La relève agricole dénonce l’appui financier de la Caisse de dépôt à Pangea

La relève agricole dénonce l’appui financier de la Caisse de dépôt à Pangea
De jeunes agriculteurs ont manifesté devant le siège social de la Caisse de dépôt et placement du Québec pour dénoncer le récent investissement de 10 M$ dans l’entreprise Pangea.

«Ça ne va pas bien pour la relève agricole quand des investisseurs qui achètent au gros prix des terres agricoles sont appuyés par la Caisse de dépôt et placement du Québec».

C’est le point de vue que défend Philippe Pagé, coordonnateur interrégional de la Fédération de la relève agricole du Québec (FRAQ), se disant très inquiet de ce qui se passera quand les jeunes agriculteurs n’auront plus les moyens "d’accoter" les prix lancés en hausse «par des spéculateurs comme la société Pangea».

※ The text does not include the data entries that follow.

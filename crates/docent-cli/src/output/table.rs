#[derive(Clone, Copy, Debug)]
pub struct TableOptions {
    pub max_width: Option<usize>,
    pub color: bool,
}

/// Render an aligned table for string rows.
#[must_use]
pub fn render_entity_table(
    headers: &[&str],
    rows: &[Vec<String>],
    options: TableOptions,
) -> String {
    let mut widths: Vec<usize> = headers
        .iter()
        .enumerate()
        .map(|(index, header)| {
            rows.iter()
                .filter_map(|row| row.get(index))
                .map(|cell| cell.chars().count())
                .max()
                .unwrap_or(0)
                .max(header.len())
                .max(MIN_COLUMN)
        })
        .collect();

    fit_widths(&mut widths, headers, options.max_width);

    let header_line = headers
        .iter()
        .zip(widths.iter())
        .map(|(header, width)| format_cell(&truncate_text(header, *width), *width, false))
        .collect::<Vec<_>>()
        .join("  ");

    let divider = "-".repeat(header_line.trim_end().chars().count());

    let row_lines = rows.iter().map(|row| {
        widths
            .iter()
            .enumerate()
            .map(|(index, width)| {
                let value = row.get(index).map_or("-", String::as_str);
                let truncated = truncate_text(value, *width);
                let numeric = looks_numeric(&truncated);
                let padded = format_cell(&truncated, *width, numeric);
                if options.color {
                    colorize_status(&padded)
                } else {
                    padded
                }
            })
            .collect::<Vec<_>>()
            .join("  ")
            .trim_end()
            .to_string()
    });

    let mut lines = Vec::with_capacity(2 + rows.len());
    lines.push(header_line.trim_end().to_string());
    lines.push(divider);
    lines.extend(row_lines);
    lines.join("\n")
}

const MIN_COLUMN: usize = 4;

fn fit_widths(widths: &mut [usize], headers: &[&str], max_width: Option<usize>) {
    let Some(max_width) = max_width else {
        return;
    };

    let separators = widths.len().saturating_sub(1) * 2;
    let mut total = widths.iter().sum::<usize>() + separators;

    while total > max_width {
        // Shrink the widest column that is still above its floor.
        let candidate = widths
            .iter()
            .enumerate()
            .filter(|(idx, width)| **width > headers[*idx].len().max(MIN_COLUMN))
            .max_by_key(|(_, width)| **width)
            .map(|(idx, _)| idx);

        let Some(idx) = candidate else {
            break;
        };

        widths[idx] -= 1;
        total -= 1;
    }
}

fn truncate_text(value: &str, width: usize) -> String {
    if value.chars().count() <= width {
        return value.to_string();
    }
    if width <= 1 {
        return "…".to_string();
    }

    let mut out: String = value.chars().take(width - 1).collect();
    out.push('…');
    out
}

fn looks_numeric(value: &str) -> bool {
    let trimmed = value.trim();
    !trimmed.is_empty()
        && trimmed
            .chars()
            .all(|ch| ch.is_ascii_digit() || matches!(ch, '-' | '+' | '.' | ','))
        && trimmed.chars().any(|ch| ch.is_ascii_digit())
}

/// Pads by character count, so multi-byte cells stay aligned.
fn format_cell(value: &str, width: usize, numeric: bool) -> String {
    let pad = " ".repeat(width.saturating_sub(value.chars().count()));
    if numeric {
        format!("{pad}{value}")
    } else {
        format!("{value}{pad}")
    }
}

/// Color a padded cell by the status word it holds.
fn colorize_status(cell: &str) -> String {
    let lower = cell.trim().to_ascii_lowercase();
    let code = match lower.as_str() {
        "healthy" | "good" | "stable" | "low" | "info" | "decreasing" => Some("32"),
        "warning" | "fair" | "medium" | "recurring" | "new" => Some("33"),
        "needs-attention" | "poor" | "high" | "error" | "increasing" => Some("31"),
        _ => None,
    };

    match code {
        Some(code) => format!("\u{1b}[{code}m{cell}\u{1b}[0m"),
        None => cell.to_string(),
    }
}

#[cfg(test)]
mod tests {
    use super::*;

    fn plain() -> TableOptions {
        TableOptions {
            max_width: None,
            color: false,
        }
    }

    #[test]
    fn truncates_with_ellipsis() {
        assert_eq!(truncate_text("Drawer sizing", 7), "Drawer…");
        assert_eq!(truncate_text("Modal", 7), "Modal");
        assert_eq!(truncate_text("Modal", 1), "…");
    }

    #[test]
    fn numeric_cells_are_right_aligned() {
        let table = render_entity_table(
            &["component", "questions"],
            &[vec!["Drawer".into(), "8".into()]],
            plain(),
        );
        let row = table.lines().nth(2).expect("row line");
        assert!(row.ends_with("        8"));
    }

    #[test]
    fn dash_alone_is_not_numeric() {
        assert!(!looks_numeric("-"));
        assert!(looks_numeric("2.6"));
    }

    #[test]
    fn fits_to_max_width() {
        let rows = vec![vec!["x".repeat(60), "y".repeat(60)]];
        let table = render_entity_table(
            &["left", "right"],
            &rows,
            TableOptions {
                max_width: Some(50),
                color: false,
            },
        );
        assert!(table.lines().all(|line| line.chars().count() <= 50));
    }

    #[test]
    fn status_words_are_colored() {
        assert_eq!(colorize_status("healthy "), "\u{1b}[32mhealthy \u{1b}[0m");
        assert_eq!(colorize_status("Drawer"), "Drawer");
    }
}
use schemars::JsonSchema;
use serde::{Deserialize, Serialize};

use crate::enums::Impact;

/// A recurring pattern detected across designer questions, with guidance.
#[derive(Debug, Clone, Serialize, Deserialize, JsonSchema, PartialEq, Eq)]
pub struct PatternInsight {
    pub id: String,
    pub pattern: String,
    pub description: String,
    pub impact: Impact,
    pub recommendation: String,
    pub affected_teams: Vec<String>,
    pub related_components: Vec<String>,
}

/// Question count for one labelled day.
#[derive(Debug, Clone, Serialize, Deserialize, JsonSchema, PartialEq, Eq)]
pub struct TrendPoint {
    pub date: String,
    pub count: u32,
}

Selon M. Pagé, Pangea est «un fonds d’investissement qui achète au gros prix des terres agricoles dans plusieurs régions du Québec. Elle crée ensuite avec un agriculteur local une société d’opération responsable de cultiver intensivement des céréales, d’opérer la machinerie et de gérer la main d’œuvre. Alors que l’agriculteur associé ne devient jamais propriétaire de la terre (le seul actif rentable), il ne peut dégager assez de profits de la culture des céréales pour rendre l’opération rentable», explique Philippe Pagé qui estime que le prix des terres à augmenter de 158 % en cinq ans.

Mercredi, une trentaine de jeunes agriculteurs ont manifesté devant le siège social de la Caisse de dépôt et placement du Québec ayant pour objectif de dénoncer le récent investissement de 10 M$ dans l’entreprise Pangea, dont l’un des cofondateurs est l’homme d’affaires bien connu Charles Sirois.

«On ne peut pas laisser faire ça. Si ça continue, les agriculteurs ne seront plus que des locataires sur les terres appartenant à Pangea, nous ramenant à l’époque féodale. Et de voir que la Caisse de dépôt met 10 millions de dollars dans ces opérations de spéculation, c’est ajouter l’insulte à l’injure», clame le porte-parole de la FRAQ.

Selon lui, le Centre-du-Québec commence à être touché par le phénomène. «Il y a une entreprise qui a été achetée récemment à Bécancour. Dans la MRC de Drummond, ce n’est pas présent encore mais ça pourrait le devenir quand on sait que les terres agricoles en bordure du périmètre urbain ont une valeur ajoutée. On ne peut reprocher à un agriculteur de vendre sa terre à une entreprise qui lui offre, du jour au lendemain, 30 % de plus que la valeur du marché», fait valoir M. Pagé.

Par la voix de son président Benoit Quintal, le Syndicat de la relève agricole du Centre-du-Québec (SRACQ) a aussi dénoncé le stratagème. «Le modèle que Pangea met en place est en train de détruire la relève agricole. Pangea mets le gros prix pour acheter des terres agricoles et cause une surenchère qui joue à son avantage, puisque l’augmentation du prix fait ainsi augmenter la valeur de Pangea. La relève n’est pas capable "d’accoter" une hausse aussi fulgurante. Bientôt, nous ne serons plus capable de posséder la terre», s’est indigné M. Quintal.

Le Syndicat de la relève agricole du Centre-du-Québec regroupe les jeunes de 16 à 39 ans de la région ayant comme intérêt commun l’agriculture. «Ces jeunes sont en voie d’établissement, déjà établis ou tout simplement passionnés par cette vocation. L’association leur donne une voix régionale pour défendre l’intérêt général de la profession. L’association est affiliée à la Fédération de la relève agricole du Québec (FRAQ)».

Version de Pangea

Évidemment, Pangea ne voit pas cette situation du même œil. Sur son site web, elle se décrit comme «une société qui propose un nouveau modèle d’entreprenariat agricole en partenariat avec les agriculteurs et les communautés. Les agriculteurs sont au cœur des décisions en ce qui a trait au développement et à la gestion de ces terres agricoles».

Il est indiqué que «le modèle de Pangea repose sur un partenariat avec un agriculteur. Ils s’unissent afin de fonder une société de production agricole (SOA) qui vise à ce que les parts soient partagées sur la base de 51 % pour le partenaire agriculteur et 49 % pour Pangea. Le partenaire agriculteur est donc le gestionnaire décisionnel et principal détenteur du bénéfice net de la coentreprise. Il est important de noter que les terres ne font pas partie du partage 49 % – 51 %. Elles sont cultivées en partenariat, mais l’agriculteur reste propriétaire à 100 % de ses terres, tout comme Pangea».

De plus, elle dit ne pas effectuer de concurrence déloyale. «Nous nous retirons du processus s’il y un autre agriculteur en compétition pour l’achat d’une terre».